Dataset Start Marker

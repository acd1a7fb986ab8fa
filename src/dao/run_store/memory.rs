//! In-process run store used when no database is configured, and by tests.

use std::{
    collections::{BTreeMap, HashMap},
    sync::{Arc, Mutex, MutexGuard, PoisonError},
    time::SystemTime,
};

use futures::future::{self, BoxFuture};
use uuid::Uuid;

use super::RunStore;
use crate::dao::{
    models::{NewRunEntity, RunEntity, RunId},
    storage::StorageResult,
};

#[derive(Default)]
struct MemoryState {
    runs: BTreeMap<RunId, RunEntity>,
    by_session: HashMap<Uuid, RunId>,
    last_id: RunId,
    last_recorded_at: Option<SystemTime>,
}

impl MemoryState {
    /// Wall clock that never goes backwards, even if the system clock does.
    fn stamp(&mut self) -> SystemTime {
        let now = SystemTime::now();
        let stamp = match self.last_recorded_at {
            Some(last) if last > now => last,
            _ => now,
        };
        self.last_recorded_at = Some(stamp);
        stamp
    }
}

/// Mutex-guarded ordered map of runs keyed by id.
#[derive(Clone, Default)]
pub struct MemoryRunStore {
    state: Arc<Mutex<MemoryState>>,
}

impl MemoryRunStore {
    /// Create an empty store; the first run gets id 1.
    pub fn new() -> Self {
        Self::default()
    }

    fn lock(&self) -> MutexGuard<'_, MemoryState> {
        self.state.lock().unwrap_or_else(PoisonError::into_inner)
    }

    fn insert(&self, run: NewRunEntity) -> RunEntity {
        let mut state = self.lock();
        if let Some(existing) = run
            .session
            .and_then(|session| state.by_session.get(&session))
            .and_then(|id| state.runs.get(id))
        {
            return existing.clone();
        }

        state.last_id += 1;
        let recorded_at = match run.recorded_at {
            Some(backfilled) => backfilled,
            None => state.stamp(),
        };
        let entity = RunEntity {
            id: state.last_id,
            name: run.name,
            elapsed: run.elapsed,
            recorded_at,
        };
        if let Some(session) = run.session {
            state.by_session.insert(session, entity.id);
        }
        state.runs.insert(entity.id, entity.clone());
        entity
    }

    fn ranked(&self, since: Option<SystemTime>) -> Vec<RunEntity> {
        let state = self.lock();
        let mut runs: Vec<RunEntity> = state
            .runs
            .values()
            .filter(|run| since.is_none_or(|since| run.recorded_at >= since))
            .cloned()
            .collect();
        // Fixed-width elapsed strings sort like durations.
        runs.sort_by(|a, b| a.elapsed.cmp(&b.elapsed).then(a.id.cmp(&b.id)));
        runs
    }

    fn update(&self, id: RunId, name: String, elapsed: String) -> bool {
        let mut state = self.lock();
        match state.runs.get_mut(&id) {
            Some(run) => {
                run.name = name;
                run.elapsed = elapsed;
                true
            }
            None => false,
        }
    }

    fn delete(&self, ids: Vec<RunId>) -> u64 {
        let mut state = self.lock();
        ids.into_iter()
            .filter(|id| state.runs.remove(id).is_some())
            .count() as u64
    }

    fn clear(&self) -> u64 {
        let mut state = self.lock();
        let count = state.runs.len() as u64;
        state.runs.clear();
        state.by_session.clear();
        count
    }
}

impl RunStore for MemoryRunStore {
    fn insert_run(&self, run: NewRunEntity) -> BoxFuture<'static, StorageResult<RunEntity>> {
        Box::pin(future::ready(Ok(self.insert(run))))
    }

    fn ranked_runs(
        &self,
        since: Option<SystemTime>,
    ) -> BoxFuture<'static, StorageResult<Vec<RunEntity>>> {
        Box::pin(future::ready(Ok(self.ranked(since))))
    }

    fn list_runs(&self) -> BoxFuture<'static, StorageResult<Vec<RunEntity>>> {
        let runs = self.lock().runs.values().cloned().collect();
        Box::pin(future::ready(Ok(runs)))
    }

    fn update_run(
        &self,
        id: RunId,
        name: String,
        elapsed: String,
    ) -> BoxFuture<'static, StorageResult<bool>> {
        Box::pin(future::ready(Ok(self.update(id, name, elapsed))))
    }

    fn delete_runs(&self, ids: Vec<RunId>) -> BoxFuture<'static, StorageResult<u64>> {
        Box::pin(future::ready(Ok(self.delete(ids))))
    }

    fn clear_runs(&self) -> BoxFuture<'static, StorageResult<u64>> {
        Box::pin(future::ready(Ok(self.clear())))
    }

    fn health_check(&self) -> BoxFuture<'static, StorageResult<()>> {
        Box::pin(future::ready(Ok(())))
    }

    fn try_reconnect(&self) -> BoxFuture<'static, StorageResult<()>> {
        Box::pin(future::ready(Ok(())))
    }
}

#[cfg(test)]
mod tests {
    use std::time::Duration;

    use super::*;

    fn run(name: &str, elapsed: &str) -> NewRunEntity {
        NewRunEntity::new(name.into(), elapsed.into())
    }

    #[tokio::test]
    async fn ids_start_at_one_and_increase() {
        let store = MemoryRunStore::new();
        let first = store.insert_run(run("Ann", "00:01:23.456")).await.unwrap();
        let second = store.insert_run(run("Bo", "00:01:22.000")).await.unwrap();
        assert_eq!(first.id, 1);
        assert_eq!(second.id, 2);
        assert!(second.recorded_at >= first.recorded_at);
    }

    #[tokio::test]
    async fn one_run_per_session() {
        let store = MemoryRunStore::new();
        let session = Uuid::new_v4();
        let first = store
            .insert_run(run("Ann", "00:01:23.456").for_session(session))
            .await
            .unwrap();
        let again = store
            .insert_run(run("Ann", "00:01:23.456").for_session(session))
            .await
            .unwrap();
        assert_eq!(again.id, first.id);
        assert_eq!(store.list_runs().await.unwrap().len(), 1);

        store.clear_runs().await.unwrap();
        let after_clear = store
            .insert_run(run("Ann", "00:01:23.456").for_session(session))
            .await
            .unwrap();
        assert_ne!(after_clear.id, first.id);
    }

    #[tokio::test]
    async fn ranking_orders_by_time_then_id() {
        let store = MemoryRunStore::new();
        store.insert_run(run("Ann", "00:01:23.456")).await.unwrap();
        store.insert_run(run("Bo", "00:01:22.000")).await.unwrap();
        store.insert_run(run("Cy", "00:01:22.000")).await.unwrap();

        let names: Vec<_> = store
            .ranked_runs(None)
            .await
            .unwrap()
            .into_iter()
            .map(|run| run.name)
            .collect();
        assert_eq!(names, ["Bo", "Cy", "Ann"]);
    }

    #[tokio::test]
    async fn ranking_since_filters_backfilled_rows() {
        let store = MemoryRunStore::new();
        let old = NewRunEntity {
            recorded_at: Some(SystemTime::now() - Duration::from_secs(2 * 3600)),
            ..run("Old", "00:00:10.000")
        };
        store.insert_run(old).await.unwrap();
        store.insert_run(run("New", "00:02:00.000")).await.unwrap();

        let since = SystemTime::now() - Duration::from_secs(3600);
        let recent = store.ranked_runs(Some(since)).await.unwrap();
        assert_eq!(recent.len(), 1);
        assert_eq!(recent[0].name, "New");
        assert_eq!(store.ranked_runs(None).await.unwrap()[0].name, "Old");
    }

    #[tokio::test]
    async fn delete_counts_only_existing_rows() {
        let store = MemoryRunStore::new();
        for i in 0..7 {
            store
                .insert_run(run(&format!("p{i}"), "00:00:01.000"))
                .await
                .unwrap();
        }
        assert_eq!(store.delete_runs(vec![7, 999]).await.unwrap(), 1);
        assert!(store.list_runs().await.unwrap().iter().all(|r| r.id != 7));
        assert_eq!(store.delete_runs(vec![7]).await.unwrap(), 0);
    }

    #[tokio::test]
    async fn update_and_clear() {
        let store = MemoryRunStore::new();
        let entity = store.insert_run(run("Ann", "00:01:23.456")).await.unwrap();
        assert!(
            store
                .update_run(entity.id, "Anna".into(), "00:01:20.000".into())
                .await
                .unwrap()
        );
        assert!(
            !store
                .update_run(42, "Ghost".into(), "00:00:00.000".into())
                .await
                .unwrap()
        );
        let listed = store.list_runs().await.unwrap();
        assert_eq!(listed[0].name, "Anna");
        assert_eq!(listed[0].recorded_at, entity.recorded_at);

        assert_eq!(store.clear_runs().await.unwrap(), 1);
        assert!(store.list_runs().await.unwrap().is_empty());
    }
}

Dataset End Marker

■ **What you should do**
Copy every line of the data that carries the word "BoxFuture".

■ **Exercise answer**
use futures::future::{self, BoxFuture};
    fn insert_run(&self, run: NewRunEntity) -> BoxFuture<'static, StorageResult<RunEntity>> {
    ) -> BoxFuture<'static, StorageResult<Vec<RunEntity>>> {
    fn list_runs(&self) -> BoxFuture<'static, StorageResult<Vec<RunEntity>>> {
    ) -> BoxFuture<'static, StorageResult<bool>> {
    fn delete_runs(&self, ids: Vec<RunId>) -> BoxFuture<'static, StorageResult<u64>> {
    fn clear_runs(&self) -> BoxFuture<'static, StorageResult<u64>> {
    fn health_check(&self) -> BoxFuture<'static, StorageResult<()>> {
    fn try_reconnect(&self) -> BoxFuture<'static, StorageResult<()>> {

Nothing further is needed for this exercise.